Montgomery and his fellow-curate soon begged the rector not to trouble himself personally about the parish. He was quite new to such work; they knew all about it, and they left him to do the great work for which he was so eminently fitted. St. Margaret's parish was small in area, but contained then some of the wickedest streets in London, full of thieves and other evil-doers. There is a story that the thieves wished once to give a dinner. They obtained their meat by sending one of their number, dressed as a butcher's assistant, round to the residents' houses. "The wrong joint had been sent by mistake, would they return it?"

It was during his curacy at St. Margaret's that Montgomery formed one of the most wonderful friendships of his life. A note was brought one day to his lodgings from the Deanery asking him if he would go for a walk with the writer. The writing was illegible, the name could only be guessed at. In amazement and trepidation Montgomery went and walked with Dean Stanley. Apparently he gave satisfaction and comfort. Lady Augusta Stanley had died that year, and the dean turned to Montgomery for companionship. With the rector's warm approval he became Dean Stanley's secretary. The rector said that so remarkable an affection of an old man for a young one must not be baulked. Montgomery must walk with the dean, dine with him when invited, etc. So Montgomery became like a son of the house. He went daily to the deanery at n a.m. to write letters. Intellectually it was like being in a forcing-house. He met continually every prominent literary Englishman. Several times he went with Dean Stanley to visit Thomas Carlyle. In 1880 Montgomery went with the dean on a tour to the Pyrenees, Northern Spain, and the Cevennes. They visited scores of historic scenes, and one can imagine how full of interest the dean's sayings were.

In 1879 Henry became engaged to Maud, third daughter of Dr. Farrar. There were five daughters, four of whom married their father's curates. Dean Stanley took the greatest interest in the approaching marriage. They must be married in the Abbey by himself. He declared that no Henry and Maud had ever been married in the Abbey since King Henry and Queen Maud, and he insisted that Montgomery should drop his second name of Hutchinson. He also said that he should read the Beatitudes in place of the address in the Prayer Book. Alas! he died a week before the wedding, and they were married in Henry VIIth's Chapel by Archbishop Tait, on July 28th, 1881.

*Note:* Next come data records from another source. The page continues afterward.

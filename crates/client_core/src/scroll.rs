use std::time::Duration;

use serde::Serialize;
use shared::domain::{ScopeId, ScrollPosition};

use crate::view::ViewState;

/// Delay before scrolling the fixed-height box so fresh output has settled.
pub const SETTLE_DELAY: Duration = Duration::from_millis(15);
pub const CONTAINER_BOTTOM_PADDING: u32 = 30;
pub const DOCUMENT_BOTTOM_PADDING: u32 = 15;

#[derive(Debug, Clone, PartialEq, Eq, Serialize)]
#[serde(tag = "kind", content = "id", rename_all = "snake_case")]
pub enum ScrollTarget {
    /// The output area as a whole.
    Output,
    Scope(ScopeId),
}

#[derive(Debug, Clone, PartialEq, Eq)]
pub struct ScrollRequest {
    pub target: ScrollTarget,
    pub position: ScrollPosition,
    /// Extra room kept between the target edge and the viewport edge.
    pub padding: u32,
    /// How long the scroller should wait before it starts moving.
    pub delay: Duration,
}

#[derive(Debug, Clone, PartialEq, Eq)]
pub enum ScrollAction {
    /// Scroll inside the fixed-height output box.
    Container(ScrollRequest),
    /// Scroll the page itself.
    Document(ScrollRequest),
}

impl ScrollAction {
    pub fn request(&self) -> &ScrollRequest {
        match self {
            ScrollAction::Container(request) | ScrollAction::Document(request) => request,
        }
    }

    pub fn dispatch(self, scroller: &dyn Scroller) {
        match self {
            ScrollAction::Container(request) => scroller.scroll(request),
            ScrollAction::Document(request) => scroller.scroll_document(request),
        }
    }
}

/// The two scroll primitives. Both return immediately; any animation runs on
/// its own.
pub trait Scroller: Send + Sync {
    fn scroll(&self, request: ScrollRequest);
    fn scroll_document(&self, request: ScrollRequest);
}

#[derive(Debug, Clone, PartialEq, Eq)]
pub struct ScrollPolicy {
    pub settle_delay: Duration,
    pub container_bottom_padding: u32,
    pub document_bottom_padding: u32,
}

impl Default for ScrollPolicy {
    fn default() -> Self {
        Self {
            settle_delay: SETTLE_DELAY,
            container_bottom_padding: CONTAINER_BOTTOM_PADDING,
            document_bottom_padding: DOCUMENT_BOTTOM_PADDING,
        }
    }
}

impl ScrollPolicy {
    /// Scrolling owed after an `output` command. Only output landing in the
    /// root scope is eligible, and only while auto-scroll is on. The box
    /// scroll in fixed-height mode comes in addition to the page scroll.
    pub fn after_output(&self, view: &ViewState, scroll_eligible: bool) -> Vec<ScrollAction> {
        if !scroll_eligible || !view.auto_scroll_bottom {
            return Vec::new();
        }

        let mut actions = Vec::with_capacity(2);
        if view.output_fixed_height {
            actions.push(ScrollAction::Container(ScrollRequest {
                target: ScrollTarget::Output,
                position: ScrollPosition::Bottom,
                padding: self.container_bottom_padding,
                delay: self.settle_delay,
            }));
        }
        actions.push(ScrollAction::Document(ScrollRequest {
            target: ScrollTarget::Output,
            position: ScrollPosition::Bottom,
            padding: self.document_bottom_padding,
            delay: Duration::ZERO,
        }));
        actions
    }

    /// An explicit `scroll_to`, regardless of auto-scroll.
    pub fn scroll_to(
        &self,
        view: &ViewState,
        target: ScopeId,
        position: ScrollPosition,
    ) -> ScrollAction {
        let request = ScrollRequest {
            target: ScrollTarget::Scope(target),
            position,
            padding: 0,
            delay: Duration::ZERO,
        };
        if view.output_fixed_height {
            ScrollAction::Container(request)
        } else {
            ScrollAction::Document(request)
        }
    }
}

#[cfg(test)]
#[path = "tests/scroll_tests.rs"]
mod tests;
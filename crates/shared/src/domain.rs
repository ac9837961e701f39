use std::fmt;

use serde::{Deserialize, Deserializer, Serialize};

/// Reserved id of the top-level output scope.
pub const ROOT_SCOPE_ID: &str = "pywebio-scope-ROOT";

/// Insert as the first child of the container.
pub const PREPEND: i64 = 0;
/// Insert as the last child of the container.
pub const APPEND: i64 = -1;

/// Globally unique name of a scope in the output tree.
///
/// The server has historically addressed scopes with CSS-style selectors
/// (`#name`); a single leading `#` is dropped on decode so both forms resolve
/// to the same scope.
#[derive(Debug, Clone, PartialEq, Eq, Hash, PartialOrd, Ord, Serialize)]
#[serde(transparent)]
pub struct ScopeId(String);

impl ScopeId {
    pub fn new(raw: impl Into<String>) -> Self {
        let raw = raw.into();
        match raw.strip_prefix('#') {
            Some(stripped) => Self(stripped.to_string()),
            None => Self(raw),
        }
    }

    pub fn root() -> Self {
        Self(ROOT_SCOPE_ID.to_string())
    }

    pub fn is_root(&self) -> bool {
        self.0 == ROOT_SCOPE_ID
    }

    pub fn as_str(&self) -> &str {
        &self.0
    }
}

impl fmt::Display for ScopeId {
    fn fmt(&self, f: &mut fmt::Formatter<'_>) -> fmt::Result {
        f.write_str(&self.0)
    }
}

impl From<&str> for ScopeId {
    fn from(value: &str) -> Self {
        Self::new(value)
    }
}

impl From<String> for ScopeId {
    fn from(value: String) -> Self {
        Self::new(value)
    }
}

impl<'de> Deserialize<'de> for ScopeId {
    fn deserialize<D>(deserializer: D) -> Result<Self, D::Error>
    where
        D: Deserializer<'de>,
    {
        String::deserialize(deserializer).map(Self::new)
    }
}

/// What `set_scope` does when a scope with the requested id already exists.
#[derive(Debug, Clone, Copy, PartialEq, Eq, Serialize, Deserialize, Default)]
#[serde(rename_all = "snake_case")]
pub enum IfExist {
    /// Leave the existing scope alone.
    #[default]
    #[serde(rename = "none")]
    Keep,
    /// Delete the existing scope, then create a fresh one.
    Remove,
    /// Empty the existing scope and stop.
    Clear,
}

/// Where the target ends up in the viewport after a `scroll_to`.
#[derive(Debug, Clone, Copy, PartialEq, Eq, Serialize, Deserialize, Default)]
#[serde(rename_all = "snake_case")]
pub enum ScrollPosition {
    #[default]
    Top,
    Middle,
    Bottom,
}
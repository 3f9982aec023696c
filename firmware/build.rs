//! Puts the linker script somewhere the linker can find it and sets the
//! extra link args the RP2040 + defmt toolchain needs.

use std::env;
use std::fs::File;
use std::io::Write;
use std::path::PathBuf;

fn main() {
    let out = &PathBuf::from(env::var_os("OUT_DIR").unwrap());

    File::create(out.join("memory.x"))
        .unwrap()
        .write_all(include_bytes!("memory.x"))
        .unwrap();
    println!("cargo:rustc-link-search={}", out.display());
    println!("cargo:rerun-if-changed=memory.x");

    println!("cargo:rustc-link-arg-bins=--nmagic");
    println!("cargo:rustc-link-arg-bins=-Tlink.x");
    println!("cargo:rustc-link-arg-bins=-Tlink-rp.x");
    println!("cargo:rustc-link-arg-bins=-Tdefmt.x");
}
//! Raw ADC sample to signed axis value mapping.

/// Raw sample corresponding to a perfectly centered stick.
pub const NEUTRAL_RAW: u8 = 128;

/// Dead-zone half-width: centered values in the open interval
/// (-DEAD_ZONE, DEAD_ZONE) collapse to 0.
pub const DEAD_ZONE: i16 = 8;

/// Per-axis mapping configuration: which ADC channel feeds the axis and
/// whether the raw value is flipped before centering.
///
/// By default low raw values map to left/up (negative). Setting `invert`
/// flips the raw byte first, for sticks wired the other way around.
#[derive(Clone, Copy, Debug, PartialEq, Eq)]
#[cfg_attr(feature = "defmt", derive(defmt::Format))]
pub struct AxisConfig {
    /// ADC channel index (0..=3).
    pub channel: u8,
    /// Flip the raw value before centering.
    pub invert: bool,
}

/// Map a raw 8-bit ADC sample to a signed axis value.
///
/// The transform is pure integer arithmetic, total over all byte inputs:
///
/// 1. Flip the raw byte if the axis is inverted.
/// 2. Center on 128, yielding [-128, 127].
/// 3. Collapse the dead zone (-8, 8) exclusive to exactly 0, so an idle
///    stick reports neutral despite ADC noise.
///
/// # Example
///
/// ```
/// use pad_core::{map_axis, AxisConfig};
///
/// let cfg = AxisConfig { channel: 0, invert: false };
/// assert_eq!(map_axis(128, cfg), 0);   // center
/// assert_eq!(map_axis(135, cfg), 0);   // inside dead zone
/// assert_eq!(map_axis(136, cfg), 8);   // first value outside
/// assert_eq!(map_axis(0, cfg), -128);  // full deflection
/// ```
#[must_use]
pub fn map_axis(raw: u8, config: AxisConfig) -> i8 {
    let effective = if config.invert { 255 - raw } else { raw };
    let centered = effective as i16 - 128;
    if centered > -DEAD_ZONE && centered < DEAD_ZONE {
        0
    } else {
        centered as i8
    }
}
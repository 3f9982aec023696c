//! Platform-agnostic gamepad input sources and report assembly.
//!
//! This crate provides the core abstractions for a GPIO/ADC gamepad without
//! any platform-specific dependencies. It can be used both in embedded
//! `no_std` environments and on host for testing.
//!
//! # Overview
//!
//! The crate is organized into several modules:
//!
//! - [`types`]: Core data structures ([`GamepadReport`], [`Buttons`], [`HatState`])
//! - [`config`]: The input source registry ([`InputSource`], [`InputConfig`])
//! - [`axis`]: Raw ADC sample to signed axis mapping ([`map_axis`])
//! - [`input`]: Collaborator traits ([`PinReader`], [`AnalogReader`])
//! - [`output`]: Output sink trait ([`OutputSink`])
//! - [`assembler`]: Per-tick report assembly ([`ReportAssembler`])
//!
//! # Model
//!
//! A configuration is an ordered list of input sources: plain buttons (one
//! GPIO, one action bit), a single 4-pin directional pad, and analog axes
//! (one ADC channel each). Every polling tick the [`ReportAssembler`] reads
//! the digital pins and one batch of ADC samples and folds them into a fresh
//! [`GamepadReport`].
//!
//! All GPIOs are assumed to be wired with pull-ups: a pin reads electrically
//! high when idle and low when pressed.
//!
//! # Example
//!
//! ```rust
//! use pad_core::{map_axis, AxisConfig};
//!
//! let cfg = AxisConfig { channel: 0, invert: false };
//! // A centered stick lands in the dead zone and reports exactly neutral.
//! assert_eq!(map_axis(131, cfg), 0);
//! // Outside the dead zone the value is simply re-centered.
//! assert_eq!(map_axis(200, cfg), 72);
//! ```
//!
//! # Features
//!
//! - **`std`**: Enable standard library support (for host testing)
//! - **`defmt`**: Enable defmt formatting (for embedded logging)
//!
//! # No-std Support
//!
//! This crate is `#![no_std]` by default and uses no heap allocations,
//! making it suitable for embedded systems with limited resources.

#![cfg_attr(not(feature = "std"), no_std)]

#[cfg(feature = "std")]
extern crate std;

pub mod assembler;
pub mod axis;
pub mod config;
pub mod input;
pub mod output;
pub mod types;

// Re-export main types at crate root
pub use assembler::ReportAssembler;
pub use axis::{map_axis, AxisConfig, DEAD_ZONE, NEUTRAL_RAW};
pub use config::{ConfigError, InputConfig, InputSource, MAX_GPIO_PIN};
pub use input::{AnalogReader, PinReader, ReadError, ANALOG_CHANNELS};
pub use output::{OutputError, OutputSink};
pub use types::{AnalogStick, AxisId, Buttons, GamepadReport, HatState};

In the same year, 1879, Montgomery was appointed to the living of St. Mark's, Kennington. It was an awful wrench to leave Westminster. Dean Stanley was almost beside himself with grief. He begged Montgomery not to leave him, saying that he would get the Queen later to give him a good Crown living. But at thirty-one he was offered one of the most important livings in South London, with sixteen thousand people, and how could he refuse such a sphere of usefulness? When the dean realised this he burst into tears, saying, "I feel like Abraham; oh! my son, my only son!" At his death, two years later, Montgomery was one of those who sat up with him and was by his bedside when he died.

So ended Henry Montgomery's three curacies--the beautiful country parish, the dense London slums, the wonderful influences of Westminster. All through his early life he had been influenced by great men: Dr. Butler, Dean Vaughan, Dean Stanley, Dr. Farrar (who became later the most affectionate and generous of fathers-in-law), Archbishop Tait. All these left their impress on his life and character.